[Stored data entries]
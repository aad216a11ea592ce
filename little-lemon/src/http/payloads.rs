//! Request bodies, their validation, and the small response envelopes.
//!
//! Entity representations themselves live on the model types in `crate::models`.

use axum::extract::{FromRequest, FromRequestParts};
use rust_decimal::Decimal;
use serde::de::Error as _;
use serde::{Deserialize, Deserializer, Serialize};

use super::error::{ApiError, FieldErrors};
use crate::db::{CartFields, MenuItemFields, NewOrder};
use crate::models::{
    price_to_cents, CartItem, Category, MenuItem, NAME_MAX_LENGTH, PRICE_DECIMAL_PLACES,
    PRICE_MAX_DIGITS,
};

const REQUIRED: &str = "This field is required.";
const BLANK: &str = "This field may not be blank.";

/// JSON body extractor whose rejections render as [`ApiError::BadRequest`].
#[derive(Debug, FromRequest)]
#[from_request(via(axum::Json), rejection(ApiError))]
pub struct ApiJson<T>(pub T);

/// Path parameter extractor. An id that does not parse is reported as a missing object.
#[derive(Debug, FromRequestParts)]
#[from_request(via(axum::extract::Path), rejection(ApiError))]
pub struct ApiPath<T>(pub T);

/// Integer that may arrive as a JSON number or a numeric string (`3` or `"3"`).
#[derive(Debug, Clone, Copy, PartialEq, Eq)]
pub struct LooseInt(pub i64);

impl<'de> Deserialize<'de> for LooseInt {
    fn deserialize<D>(deserializer: D) -> Result<Self, D::Error>
    where
        D: Deserializer<'de>,
    {
        #[derive(Deserialize)]
        #[serde(untagged)]
        enum Raw {
            Int(i64),
            Text(String),
        }

        match Raw::deserialize(deserializer)? {
            Raw::Int(value) => Ok(LooseInt(value)),
            Raw::Text(text) => text
                .trim()
                .parse()
                .map(LooseInt)
                .map_err(|_| D::Error::custom(format!("\"{text}\" is not a valid integer"))),
        }
    }
}

fn loose(value: Option<LooseInt>) -> Option<i64> {
    value.map(|LooseInt(inner)| inner)
}

#[derive(Debug, Default, Deserialize)]
pub struct MenuListQuery {
    pub ordering: Option<String>,
}

#[derive(Debug, Default, Deserialize)]
pub struct CategoryPayload {
    pub name: Option<String>,
}

impl CategoryPayload {
    /// Validated name; with `current`, a missing name keeps the stored one.
    pub fn into_name(self, current: Option<&Category>) -> Result<String, ApiError> {
        let mut errors = FieldErrors::default();
        let name = resolve_text(
            &mut errors,
            "name",
            self.name,
            current.map(|category| category.name.clone()),
            Some(NAME_MAX_LENGTH),
        );
        errors.into_result(name)
    }
}

#[derive(Debug, Default, Deserialize)]
pub struct MenuItemPayload {
    pub name: Option<String>,
    pub description: Option<String>,
    pub price: Option<Decimal>,
    #[serde(alias = "category")]
    pub category_id: Option<LooseInt>,
}

impl MenuItemPayload {
    /// Full validation when `current` is `None`; otherwise missing fields fall back to it.
    pub fn into_fields(self, current: Option<&MenuItem>) -> Result<MenuItemFields, ApiError> {
        let mut errors = FieldErrors::default();

        let name = resolve_text(
            &mut errors,
            "name",
            self.name,
            current.map(|item| item.name.clone()),
            Some(NAME_MAX_LENGTH),
        );
        let description = resolve_text(
            &mut errors,
            "description",
            self.description,
            current.map(|item| item.description.clone()),
            None,
        );

        let price_cents = match self.price.or(current.map(|item| item.price)) {
            Some(price) => validate_price(price).unwrap_or_else(|message| {
                errors.add("price", message);
                0
            }),
            None => {
                errors.add("price", REQUIRED);
                0
            }
        };

        let category_id = loose(self.category_id)
            .or(current.map(|item| item.category_id))
            .unwrap_or_else(|| {
                errors.add("category_id", REQUIRED);
                0
            });

        errors.into_result(MenuItemFields {
            name,
            description,
            price_cents,
            category_id,
        })
    }
}

#[derive(Debug, Default, Deserialize)]
pub struct OrderPayload {
    pub customer_id: Option<LooseInt>,
    pub delivery_crew_id: Option<LooseInt>,
    pub status: Option<bool>,
    pub items: Option<Vec<LooseInt>>,
}

impl OrderPayload {
    /// The customer defaults to the caller.
    pub fn into_new_order(self, caller_id: i64) -> Result<NewOrder, ApiError> {
        let mut errors = FieldErrors::default();
        let items: Vec<i64> = match self.items {
            None => {
                errors.add("items", REQUIRED);
                Vec::new()
            }
            Some(items) if items.is_empty() => {
                errors.add("items", "This list may not be empty.");
                Vec::new()
            }
            Some(items) => items.into_iter().map(|LooseInt(id)| id).collect(),
        };

        errors.into_result(NewOrder {
            customer_id: loose(self.customer_id).unwrap_or(caller_id),
            delivery_crew_id: loose(self.delivery_crew_id),
            status: self.status.unwrap_or(false),
            items,
        })
    }
}

#[derive(Debug, Default, Deserialize)]
pub struct AssignCrewPayload {
    pub delivery_crew_id: Option<LooseInt>,
}

impl AssignCrewPayload {
    pub fn crew_id(&self) -> Option<i64> {
        loose(self.delivery_crew_id)
    }
}

#[derive(Debug, Default, Deserialize)]
pub struct OrderStatusPayload {
    pub status: Option<bool>,
}

#[derive(Debug, Default, Deserialize)]
pub struct CartPayload {
    pub menuitem_id: Option<LooseInt>,
    pub quantity: Option<LooseInt>,
}

impl CartPayload {
    pub fn menuitem_id(&self) -> Option<i64> {
        loose(self.menuitem_id)
    }

    pub fn quantity(&self) -> Option<i64> {
        loose(self.quantity)
    }

    /// Full validation when `current` is `None`; otherwise missing fields fall back to it.
    pub fn into_fields(self, current: Option<&CartItem>) -> Result<CartFields, ApiError> {
        let mut errors = FieldErrors::default();
        let menuitem_id = self
            .menuitem_id()
            .or(current.map(|row| row.menuitem_id))
            .unwrap_or_else(|| {
                errors.add("menuitem_id", REQUIRED);
                0
            });
        let quantity = self
            .quantity()
            .or(current.map(|row| row.quantity))
            .unwrap_or_else(|| {
                errors.add("quantity", REQUIRED);
                0
            });
        errors.into_result(CartFields {
            menuitem_id,
            quantity,
        })
    }
}

#[derive(Debug, Default, Deserialize)]
pub struct GroupMemberPayload {
    pub user_id: Option<LooseInt>,
}

impl GroupMemberPayload {
    pub fn user_id(&self) -> Option<i64> {
        loose(self.user_id)
    }
}

#[derive(Debug, Default, Deserialize)]
pub struct LoginPayload {
    pub username: Option<String>,
    pub password: Option<String>,
}

#[derive(Debug, Serialize)]
pub struct MessageResponse {
    pub message: &'static str,
}

#[derive(Debug, Serialize)]
pub struct TokenResponse {
    pub auth_token: String,
}

#[derive(Debug, Serialize)]
pub struct MeResponse {
    pub id: i64,
    pub username: String,
    pub is_staff: bool,
    pub groups: Vec<&'static str>,
    pub role: &'static str,
}

#[derive(Debug, Serialize)]
pub struct MemberResponse {
    pub id: i64,
    pub username: String,
}

#[derive(Debug, Serialize)]
pub struct HealthResponse {
    pub status: &'static str,
}

fn resolve_text(
    errors: &mut FieldErrors,
    field: &str,
    provided: Option<String>,
    fallback: Option<String>,
    max_length: Option<usize>,
) -> String {
    let Some(value) = provided.map(|raw| raw.trim().to_string()).or(fallback) else {
        errors.add(field, REQUIRED);
        return String::new();
    };
    if value.is_empty() {
        errors.add(field, BLANK);
    } else if let Some(max) = max_length.filter(|max| value.chars().count() > *max) {
        errors.add(
            field,
            format!("Ensure this field has no more than {max} characters."),
        );
    }
    value
}

/// Checks the fixed-point limits of a price and returns it in cents.
pub fn validate_price(price: Decimal) -> Result<i64, String> {
    let decimal_places = price.scale();
    let mut remaining = price.mantissa().unsigned_abs();
    let mut digits = 1_u32;
    while remaining >= 10 {
        remaining /= 10;
        digits += 1;
    }
    let total_digits = digits.max(decimal_places);
    let whole_digits = total_digits - decimal_places;
    let max_whole_digits = PRICE_MAX_DIGITS - PRICE_DECIMAL_PLACES;

    if total_digits > PRICE_MAX_DIGITS {
        return Err(format!(
            "Ensure that there are no more than {PRICE_MAX_DIGITS} digits in total."
        ));
    }
    if decimal_places > PRICE_DECIMAL_PLACES {
        return Err(format!(
            "Ensure that there are no more than {PRICE_DECIMAL_PLACES} decimal places."
        ));
    }
    if whole_digits > max_whole_digits {
        return Err(format!(
            "Ensure that there are no more than {max_whole_digits} digits before the decimal point."
        ));
    }
    price_to_cents(price).ok_or_else(|| String::from("A valid number is required."))
}

#[cfg(test)]
#[allow(clippy::unwrap_used, clippy::expect_used)]
mod tests {
    use std::str::FromStr;

    use rust_decimal::Decimal;

    use super::{validate_price, CartPayload, LooseInt, MenuItemPayload, OrderPayload};
    use crate::http::error::ApiError;
    use crate::models::MenuItem;

    fn dec(raw: &str) -> Decimal {
        Decimal::from_str(raw).unwrap()
    }

    #[test]
    fn price_precision_limits() {
        assert_eq!(validate_price(dec("12.50")), Ok(1250));
        assert_eq!(validate_price(dec("9999.99")), Ok(999_999));
        assert_eq!(validate_price(dec("0.05")), Ok(5));
        assert!(validate_price(dec("12.505")).is_err());
        assert!(validate_price(dec("10000")).is_err());
        assert!(validate_price(dec("123456.7")).is_err());
    }

    #[test]
    fn loose_int_accepts_numbers_and_numeric_strings() {
        let parsed: Vec<LooseInt> = serde_json::from_str(r#"[3, "4", " 5 "]"#).unwrap();
        assert_eq!(parsed, vec![LooseInt(3), LooseInt(4), LooseInt(5)]);
        assert!(serde_json::from_str::<LooseInt>(r#""abc""#).is_err());
    }

    #[test]
    fn menu_item_create_reports_every_missing_field() {
        let result = MenuItemPayload::default().into_fields(None);
        let Err(ApiError::Validation(errors)) = result else {
            panic!("expected validation error");
        };
        let body = serde_json::to_value(&errors).unwrap();
        for field in ["name", "description", "price", "category_id"] {
            assert_eq!(body[field][0], "This field is required.");
        }
    }

    #[test]
    fn menu_item_partial_update_keeps_current_values() {
        let current = MenuItem {
            id: 1,
            name: String::from("Pasta"),
            description: String::from("fresh"),
            price: dec("12.50"),
            category_id: 2,
        };
        let payload: MenuItemPayload = serde_json::from_str(r#"{"price": "14.00"}"#).unwrap();

        let fields = payload.into_fields(Some(&current)).unwrap();
        assert_eq!(fields.name, "Pasta");
        assert_eq!(fields.price_cents, 1400);
        assert_eq!(fields.category_id, 2);
    }

    #[test]
    fn menu_item_rejects_long_names() {
        let payload = MenuItemPayload {
            name: Some("x".repeat(256)),
            description: Some(String::from("d")),
            price: Some(dec("1.00")),
            category_id: Some(LooseInt(1)),
        };
        assert!(matches!(payload.into_fields(None), Err(ApiError::Validation(_))));
    }

    #[test]
    fn order_defaults_customer_to_caller_and_requires_items() {
        let payload: OrderPayload = serde_json::from_str(r#"{"items": [1, "2"]}"#).unwrap();
        let order = payload.into_new_order(7).unwrap();
        assert_eq!(order.customer_id, 7);
        assert_eq!(order.items, vec![1, 2]);
        assert!(!order.status);

        let empty: OrderPayload = serde_json::from_str(r#"{"items": []}"#).unwrap();
        assert!(matches!(empty.into_new_order(7), Err(ApiError::Validation(_))));
    }

    #[test]
    fn cart_full_update_requires_both_fields() {
        let payload: CartPayload = serde_json::from_str(r#"{"quantity": 2}"#).unwrap();
        assert!(matches!(payload.into_fields(None), Err(ApiError::Validation(_))));
    }
}
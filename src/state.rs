//! Snapshot of a query's state.

use std::fmt;
use std::sync::Arc;

use serde::{Deserialize, Serialize};

use crate::error::FetchError;

/// Resolution status of a query.
#[derive(Debug, Clone, Copy, PartialEq, Eq, Hash, Serialize, Deserialize)]
#[serde(rename_all = "lowercase")]
pub enum QueryStatus {
    /// No attempt has resolved yet.
    Loading,
    /// The last resolved attempt succeeded.
    Success,
    /// The last resolved attempt failed.
    Error,
}

/// Point-in-time view of a query.
///
/// `data` and `error` keep the last resolved value while a refetch runs, so
/// stale data stays visible until the new attempt resolves.
pub struct QueryState<T> {
    /// Resolution status.
    pub status: QueryStatus,
    /// Whether an attempt is in flight.
    pub is_fetching: bool,
    /// Last successful result.
    pub data: Option<Arc<T>>,
    /// Last failure. Cleared when a new attempt starts.
    pub error: Option<FetchError>,
}

impl<T> QueryState<T> {
    /// State of a query that has never resolved.
    pub fn new() -> Self {
        Self {
            status: QueryStatus::Loading,
            is_fetching: true,
            data: None,
            error: None,
        }
    }

    /// Returns `true` while no attempt has resolved.
    pub fn is_loading(&self) -> bool {
        self.status == QueryStatus::Loading
    }

    /// Returns `true` if the last resolved attempt succeeded.
    pub fn is_success(&self) -> bool {
        self.status == QueryStatus::Success
    }

    /// Returns `true` if the last resolved attempt failed.
    pub fn is_error(&self) -> bool {
        self.status == QueryStatus::Error
    }
}

impl<T> Default for QueryState<T> {
    fn default() -> Self {
        Self::new()
    }
}

// Manual impl: cloning only bumps the Arc counts, `T` need not be `Clone`.
impl<T> Clone for QueryState<T> {
    fn clone(&self) -> Self {
        Self {
            status: self.status,
            is_fetching: self.is_fetching,
            data: self.data.clone(),
            error: self.error.clone(),
        }
    }
}

impl<T: fmt::Debug> fmt::Debug for QueryState<T> {
    fn fmt(&self, f: &mut fmt::Formatter<'_>) -> fmt::Result {
        f.debug_struct("QueryState")
            .field("status", &self.status)
            .field("is_fetching", &self.is_fetching)
            .field("data", &self.data)
            .field("error", &self.error)
            .finish()
    }
}
/// A fetch in progress, shared by every caller that asked for it.
///
/// Resolves to the query state as it stood when the attempt finished.
/// Awaiting it is optional when a Tokio runtime is available, since the
/// attempt is spawned on it. Without one, the attempt only makes progress
/// while some handle is polled, and the query stays in flight until then.
pub type PendingFetch<T> = Shared<BoxFuture<'static, QueryState<T>>>;

/// One cache entry: the state for a key, its in-flight fetch and its
/// subscribers.
///
/// Queries are created and owned by a [`QueryClient`](crate::QueryClient)
/// and live as long as it does.
pub struct Query<T> {
    key: QueryKey,
    hash: QueryHash,
    fetcher: Arc<dyn Fetcher<T>>,
    tracer: Arc<dyn Tracer>,
    runtime: Option<Handle>,
    state: Mutex<QueryState<T>>,
    in_flight: Mutex<Option<PendingFetch<T>>>,
    subscribers: Mutex<Vec<(SubscriberId, Arc<dyn Subscriber>)>>,
    next_subscriber: AtomicU64,
    weak_self: Weak<Query<T>>,
}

Work to be completed - Restate the line containing "impl<T: fmt::Debug> fmt::Debug" and every remaining line of the records word for word. Add nothing.

Solution to the problem -
impl<T: fmt::Debug> fmt::Debug for QueryState<T> {
    fn fmt(&self, f: &mut fmt::Formatter<'_>) -> fmt::Result {
        f.debug_struct("QueryState")
            .field("status", &self.status)
            .field("is_fetching", &self.is_fetching)
            .field("data", &self.data)
            .field("error", &self.error)
            .finish()
    }
}
/// A fetch in progress, shared by every caller that asked for it.
///
/// Resolves to the query state as it stood when the attempt finished.
/// Awaiting it is optional when a Tokio runtime is available, since the
/// attempt is spawned on it. Without one, the attempt only makes progress
/// while some handle is polled, and the query stays in flight until then.
pub type PendingFetch<T> = Shared<BoxFuture<'static, QueryState<T>>>;

/// One cache entry: the state for a key, its in-flight fetch and its
/// subscribers.
///
/// Queries are created and owned by a [`QueryClient`](crate::QueryClient)
/// and live as long as it does.
pub struct Query<T> {
    key: QueryKey,
    hash: QueryHash,
    fetcher: Arc<dyn Fetcher<T>>,
    tracer: Arc<dyn Tracer>,
    runtime: Option<Handle>,
    state: Mutex<QueryState<T>>,
    in_flight: Mutex<Option<PendingFetch<T>>>,
    subscribers: Mutex<Vec<(SubscriberId, Arc<dyn Subscriber>)>>,
    next_subscriber: AtomicU64,
    weak_self: Weak<Query<T>>,
}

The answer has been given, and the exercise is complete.